Thirdly, the variegated profiles of the contributors result in a combination of different expressive forms, both on a linguistic and visual level. For instance, next to more philosophically structured short-essays, like Rosi Braidotti’s contribution for the word ‘Co-existence’ – three pages complemented by twenty notes citing scholars of the caliber of Stacey Alaimo and Viveiros de Castro – more experimental discussions are encouraged through image-only entries, such as is ‘Home,’ curated by Danish architecture office Ienschow & pihlmann. Hence, a kaleidoscopic reading experience is engendered, which draws parallels between leafing through this book and visiting a museum.

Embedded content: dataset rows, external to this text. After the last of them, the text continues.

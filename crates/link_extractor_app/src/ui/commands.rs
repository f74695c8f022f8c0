use std::path::PathBuf;

use clap::{Parser, Subcommand, ValueEnum};
use link_extractor_core::FailurePolicy;

/// One line typed at the prompt.
#[derive(Parser, Debug)]
#[command(name = "link_extractor")]
#[command(about = "Extract link URLs from chat export JSON files")]
#[command(no_binary_name = true, disable_version_flag = true)]
#[command(after_help = "Arguments containing spaces can be wrapped in double quotes.")]
pub struct CommandLine {
    #[command(subcommand)]
    pub command: UiCommand,
}

#[derive(Subcommand, Debug, Clone, PartialEq, Eq)]
pub enum UiCommand {
    /// Load one or more JSON export files and extract
    Open {
        #[arg(required = true)]
        files: Vec<PathBuf>,
    },
    /// Load every *.json under a folder and extract
    Folder { dir: PathBuf },
    /// Extract again from the loaded files
    Extract,
    /// Show the extracted URLs
    List,
    /// Save the URLs to a text file
    Save,
    /// Choose what happens to unreadable or malformed files
    Policy {
        #[arg(value_enum)]
        policy: PolicyArg,
    },
    /// Exit
    #[command(alias = "exit")]
    Quit,
}

#[derive(Copy, Clone, Debug, PartialEq, Eq, ValueEnum)]
pub enum PolicyArg {
    /// Abort the pass on the first bad file
    FailFast,
    /// Report bad files and keep going
    Skip,
}

impl From<PolicyArg> for FailurePolicy {
    fn from(arg: PolicyArg) -> Self {
        match arg {
            PolicyArg::FailFast => FailurePolicy::FailFast,
            PolicyArg::Skip => FailurePolicy::SkipAndContinue,
        }
    }
}

pub fn policy_name(policy: FailurePolicy) -> &'static str {
    match policy {
        FailurePolicy::FailFast => "fail-fast",
        FailurePolicy::SkipAndContinue => "skip",
    }
}

#[derive(Debug, thiserror::Error)]
pub enum ParseError {
    #[error("unclosed quote")]
    UnclosedQuote,
    /// Usage errors and `help` output, already formatted by clap.
    #[error(transparent)]
    Usage(#[from] clap::Error),
}

/// Parse a prompt line. `Ok(None)` means the line was blank.
pub fn parse(line: &str) -> Result<Option<UiCommand>, ParseError> {
    let args = split_args(line)?;
    if args.is_empty() {
        return Ok(None);
    }
    Ok(Some(CommandLine::try_parse_from(args)?.command))
}

/// Whitespace split with double-quoted groups. Backslashes are literal so
/// Windows paths pass through untouched.
pub fn split_args(line: &str) -> Result<Vec<String>, ParseError> {
    let mut args = Vec::new();
    let mut current = String::new();
    let mut in_token = false;
    let mut in_quotes = false;

    for ch in line.chars() {
        match ch {
            '"' => {
                in_quotes = !in_quotes;
                in_token = true;
            }
            c if c.is_whitespace() && !in_quotes => {
                if in_token {
                    args.push(std::mem::take(&mut current));
                    in_token = false;
                }
            }
            c => {
                current.push(c);
                in_token = true;
            }
        }
    }

    if in_quotes {
        return Err(ParseError::UnclosedQuote);
    }
    if in_token {
        args.push(current);
    }
    Ok(args)
}
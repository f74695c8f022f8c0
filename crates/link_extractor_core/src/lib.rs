//! Link extractor core: pure session state machine and view-model helpers.
mod alert;
mod effect;
mod msg;
mod state;
mod update;
mod view_model;

pub use alert::{Alert, Severity};
pub use effect::Effect;
pub use msg::Msg;
pub use state::{AppState, FailurePolicy, FileFailure, PassStats, SavedList};
pub use update::update;
pub use view_model::AppViewModel;
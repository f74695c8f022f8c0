use std::fs;
use std::io;
use std::path::{Path, PathBuf};

use extractor_logging::{extractor_debug, extractor_info, extractor_warn};

use crate::document::ExportDocument;
use crate::types::{ExtractionReport, FailurePolicy, UrlSet};

#[derive(Debug, thiserror::Error)]
pub enum ExtractError {
    #[error("failed to read {}: {source}", .path.display())]
    Read { path: PathBuf, source: io::Error },
    #[error("failed to parse {} as JSON: {source}", .path.display())]
    Parse {
        path: PathBuf,
        source: serde_json::Error,
    },
}

impl ExtractError {
    /// The file that caused the failure.
    pub fn path(&self) -> &Path {
        match self {
            ExtractError::Read { path, .. } | ExtractError::Parse { path, .. } => path,
        }
    }
}

/// Read and decode one export file, returning its distinct link texts.
pub fn extract_file(path: &Path) -> Result<UrlSet, ExtractError> {
    let bytes = fs::read(path).map_err(|source| ExtractError::Read {
        path: path.to_path_buf(),
        source,
    })?;
    let document = ExportDocument::parse(&bytes).map_err(|source| ExtractError::Parse {
        path: path.to_path_buf(),
        source,
    })?;

    let urls: UrlSet = document.link_texts().map(ToOwned::to_owned).collect();
    extractor_debug!(
        "Extracted {} link(s) from {} message(s) in {:?}",
        urls.len(),
        document.messages.len(),
        path
    );
    Ok(urls)
}

/// Run one extraction pass over `paths`.
///
/// With [`FailurePolicy::FailFast`] the first failing file aborts the pass and
/// nothing collected so far is returned. With
/// [`FailurePolicy::SkipAndContinue`] failures are recorded in the report.
pub fn extract_urls<P: AsRef<Path>>(
    paths: &[P],
    policy: FailurePolicy,
) -> Result<ExtractionReport, ExtractError> {
    extractor_info!(
        "Extraction pass over {} file(s), policy={:?}",
        paths.len(),
        policy
    );

    let mut report = ExtractionReport::default();
    for path in paths {
        match extract_file(path.as_ref()) {
            Ok(urls) => {
                report.urls.extend(urls);
                report.files_read += 1;
            }
            Err(err) => match policy {
                FailurePolicy::FailFast => return Err(err),
                FailurePolicy::SkipAndContinue => {
                    extractor_warn!("Skipping file: {}", err);
                    report.skipped.push(err);
                }
            },
        }
    }

    extractor_info!(
        "Extraction pass done: {} url(s), {} file(s) read, {} skipped",
        report.urls.len(),
        report.files_read,
        report.skipped.len()
    );
    Ok(report)
}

The stunning visuals of this volume cannot be disregarded as aides in achieving this effect: its readability is facilitated by an array of graphic devices, like different colors, sizes, fonts, and text alignments; furthermore, the diversified and customized effects of each entry, both in form and in content, keeps the reader ‘glued’ to the book and eager to discover what will come next.
Although the volume is presented as accompanying the Danish Pavilion at the Architecture Biennale, it should not be conceived of as a mere exhibition catalogue. Instead, I suggest that it should be first regarded as a useful learning tool for different educational levels and for an (eco)critique of today’s world. Moreover, in a time when new editing strategies and ways of writing are encouraged for extending ecological debates outside academia, Krogh’s exploration of a non-digital alternative form of knowledge production becomes a valuable contribution. In this way, Connectedness: An Incomplete Encyclopedia of the Anthropocene prompts a widely-evoked paradigm shift based on the idea that “We – you and I, animals, plants, organic and inorganic, systems, artefacts and so forth – not only share the space; together we create it in a mutual process of emergence” (p. 13) through a quality object-book of rare format.

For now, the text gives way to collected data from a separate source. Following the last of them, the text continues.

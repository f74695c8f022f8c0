use std::collections::BTreeSet;
use std::fmt;
use std::path::PathBuf;

use crate::view_model::AppViewModel;
use crate::Alert;

/// What an extraction pass does when a file cannot be read or parsed.
#[derive(Debug, Clone, Copy, PartialEq, Eq, Default)]
pub enum FailurePolicy {
    #[default]
    FailFast,
    SkipAndContinue,
}

#[derive(Debug, Clone, PartialEq, Eq)]
pub struct FileFailure {
    pub path: PathBuf,
    pub message: String,
}

impl fmt::Display for FileFailure {
    fn fmt(&self, f: &mut fmt::Formatter<'_>) -> fmt::Result {
        write!(f, "{}: {}", self.path.display(), self.message)
    }
}

#[derive(Debug, Clone, Copy, PartialEq, Eq)]
pub struct PassStats {
    pub files_read: usize,
    pub skipped: usize,
}

#[derive(Debug, Clone, PartialEq, Eq)]
pub struct SavedList {
    pub path: PathBuf,
    pub url_count: usize,
}

/// One extraction session: the loaded files and the URL set of the last
/// successful pass.
#[derive(Debug, Clone, PartialEq, Eq, Default)]
pub struct AppState {
    loaded_files: Vec<PathBuf>,
    urls: BTreeSet<String>,
    policy: FailurePolicy,
    last_pass: Option<PassStats>,
    last_saved: Option<SavedList>,
    alert: Option<Alert>,
    generation: u64,
    dirty: bool,
}

impl AppState {
    pub fn new() -> Self {
        Self::default()
    }

    pub fn view(&self) -> AppViewModel {
        AppViewModel {
            file_count: self.loaded_files.len(),
            urls: self.urls.iter().cloned().collect(),
            policy: self.policy,
            last_pass: self.last_pass,
            last_saved: self.last_saved.clone(),
            alert: self.alert.clone(),
            generation: self.generation,
            dirty: self.dirty,
        }
    }

    pub fn loaded_files(&self) -> &[PathBuf] {
        &self.loaded_files
    }

    pub fn urls(&self) -> &BTreeSet<String> {
        &self.urls
    }

    pub fn policy(&self) -> FailurePolicy {
        self.policy
    }

    /// Returns whether a render is pending and clears the flag.
    pub fn consume_dirty(&mut self) -> bool {
        std::mem::take(&mut self.dirty)
    }

    pub(crate) fn set_loaded_files(&mut self, files: Vec<PathBuf>) {
        self.loaded_files = files;
        self.dirty = true;
    }

    /// Replace the URL set with the result of a completed pass.
    pub(crate) fn replace_urls(&mut self, urls: Vec<String>, stats: PassStats) {
        self.urls = urls.into_iter().collect();
        self.last_pass = Some(stats);
        self.generation += 1;
        self.dirty = true;
    }

    pub(crate) fn record_saved(&mut self, saved: SavedList) {
        self.last_saved = Some(saved);
        self.dirty = true;
    }

    pub(crate) fn set_policy(&mut self, policy: FailurePolicy) {
        if self.policy != policy {
            self.policy = policy;
            self.dirty = true;
        }
    }

    pub(crate) fn raise(&mut self, alert: Alert) {
        self.alert = Some(alert);
        self.dirty = true;
    }

    /// Alerts are one-shot: each user action starts without one.
    pub(crate) fn clear_alert(&mut self) {
        self.alert = None;
    }
}
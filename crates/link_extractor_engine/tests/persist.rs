use std::fs;
use std::path::Path;

use link_extractor_engine::{
    format_url_list, read_url_list, with_default_extension, write_url_list, PersistError, UrlSet,
};
use pretty_assertions::assert_eq;
use tempfile::TempDir;

#[test]
fn saving_replaces_an_existing_list() {
    let temp = TempDir::new().unwrap();
    let path = temp.path().join("urls.txt");
    fs::write(&path, "https://old.example\n").unwrap();

    let written = write_url_list(&path, ["https://new.example"]).unwrap();

    assert_eq!(written, path);
    assert_eq!(fs::read_to_string(&path).unwrap(), "https://new.example\n");
    let leftovers: Vec<_> = fs::read_dir(temp.path()).unwrap().collect();
    assert_eq!(leftovers.len(), 1);
}

#[test]
fn write_error_names_the_chosen_path() {
    let temp = TempDir::new().unwrap();
    let path = temp.path().join("missing_dir/urls.txt");

    let err = write_url_list(&path, ["https://a.com"]).unwrap_err();

    assert!(matches!(err, PersistError::Write { .. }));
    assert_eq!(err.path(), path.as_path());
    assert!(err.to_string().contains("missing_dir"));
    assert!(!temp.path().join("missing_dir").exists());
}

#[test]
fn url_with_line_break_is_written_verbatim() {
    let temp = TempDir::new().unwrap();
    let path = temp.path().join("urls.txt");

    write_url_list(&path, ["https://a.com/x\ny"]).unwrap();

    assert_eq!(fs::read_to_string(&path).unwrap(), "https://a.com/x\ny\n");
    assert_eq!(read_url_list(&path).unwrap().len(), 2);
}

#[test]
fn reading_a_missing_list_names_the_path() {
    let temp = TempDir::new().unwrap();
    let path = temp.path().join("gone.txt");

    let err = read_url_list(&path).unwrap_err();

    assert!(matches!(err, PersistError::Read { .. }));
    assert!(err.to_string().contains("gone.txt"));
}

#[test]
fn no_partial_file_on_error() {
    let temp = TempDir::new().unwrap();
    let file_path = temp.path().join("not_a_dir");
    fs::write(&file_path, "x").unwrap();

    let result = write_url_list(&file_path.join("urls.txt"), ["https://a.com"]);
    assert!(result.is_err());
    assert!(!file_path.with_file_name("urls.txt").exists());
}

#[test]
fn url_list_is_one_per_line_with_trailing_newline() {
    assert_eq!(
        format_url_list(["https://a.com", "https://b.com"]),
        "https://a.com\nhttps://b.com\n"
    );
    assert_eq!(format_url_list(Vec::<String>::new()), "");
}

#[test]
fn saved_list_reads_back_as_same_set() {
    let temp = TempDir::new().unwrap();
    let urls: UrlSet = ["https://a.com", "https://b.com/path?q=1", "tg://resolve?domain=x"]
        .iter()
        .map(|s| s.to_string())
        .collect();

    let path = write_url_list(&temp.path().join("extracted_urls.txt"), &urls).unwrap();

    assert_eq!(read_url_list(&path).unwrap(), urls);
}

#[test]
fn crlf_lists_read_back_without_carriage_returns() {
    let temp = TempDir::new().unwrap();
    let path = temp.path().join("crlf.txt");
    fs::write(&path, "https://a.com\r\nhttps://b.com\r\n").unwrap();

    let urls = read_url_list(&path).unwrap();
    assert!(urls.contains("https://a.com"));
    assert!(urls.contains("https://b.com"));
    assert_eq!(urls.len(), 2);
}

#[test]
fn default_extension_only_applies_when_missing() {
    assert_eq!(
        with_default_extension(Path::new("out/links"), "txt"),
        Path::new("out/links.txt")
    );
    assert_eq!(
        with_default_extension(Path::new("out/links.csv"), "txt"),
        Path::new("out/links.csv")
    );
}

In conclusion, while this volume could perfectly find its place on your coffee table to impress your guests or enhance the bibliography of your dissertation, make sure you don’t leave it on your bedside-table if you really want to sleep: you may end up spending all night skimming its delightful and informative 400-plus pages.
Eine unkonventionelle Enzyklopädie zum Anthropozän: Die Sezierung eines Konzepts von Philosophie bis Poesie
Connectedness: An Incomplete Encyclopedia of the Anthropocene, herausgegeben von Marianne Krogh, stellt durch eine originelle Auswahl von fast einhundert Schlüsselwörtern eine fesselnde Reise durch die vielen Facetten des Konzepts des Anthropozän dar. Durch die Stimmen von relevanten zeitgenössischen Persönlichkeiten, herausragenden Wissenschaftler_innen, Künstler_innen und Architekt_innen, verfolgt diese unkonventionelle Enzyklopädie einen pluralistischen Standpunkt – sowohl im Aufbau als auch Inhalt – was sie als nützliches Werkzeug zur Navigation durch die Komplexitäten aktueller ökologischer Krisen etabliert.